In Lübeck versuchten etliche freischaffende Künstler mehrmals, mit einer kreativen Demonstration auf ihre Lage aufmerksam zu machen. „Ohne Kunst wird’s still“ lautet ihr Credo, das zugleich eine Warnung sein sollte. Je näher man Weihnachten kam, desto deutlicher wurde die Sehnsucht nach dem gewohnten Miteinander, nach Weihnachtsmärkten und Weihnachtsliedern, die man in diesem Jahr wohl allein singen musste. in Timmendorfer Strand hatte man da eine andere Idee und öffnete bis Weihnachten jeden Tag ein Türchen der besonderen Art im schönen Alten Rathaus am Timmendorfer Platz. Der „Adventskalender“ präsentierte vom 1. bis 24. Dezember immer um Punkt 17.00 Uhr Musik, Kunst und Literatur durch ein geöffnetes Fenster und begeisterte die Zuschauer*innen auf dem Timmendorfer Platz mit Lesungen und Liedern der Weihnachtszeit.

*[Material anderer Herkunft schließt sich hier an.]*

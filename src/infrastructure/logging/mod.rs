//! Logging infrastructure
//!
//! Structured logging using tracing and tracing-subscriber:
//! - JSON or pretty output on stderr (stdout carries only command output)
//! - Optional rolling log file via tracing-appender

pub mod config;
pub mod logger;

pub use config::{LogConfig, LogFormat, RotationPolicy};
pub use logger::LoggerImpl;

Jetzt ist es wieder still geworden. Der Lockdown läuft, die Geschäfte, Cafés, Restaurants bleiben vorerst geschlossen. In Schleswig-Holstein gibt es derzeit 260 neue Corona-Fälle (Stand 28.12.). Eine Woche zuvor wurden 211 Neuinfektionen registriert. Silvester soll es auch leise bleiben. Partys, Böller, Alkohol sind verboten. Aber es gibt Hoffnung. In Kürze sollen die Impfungen beginnen; in Eutin und in der Lübecker MuK werden die besonders gefährdeten Männer und Frauen mit dem Biontech-Impfstoff geschützt. Also hoffen wir alle auf ein frohes und gesundes neues Jahr. Guten Rutsch in ein angenehmes 2021.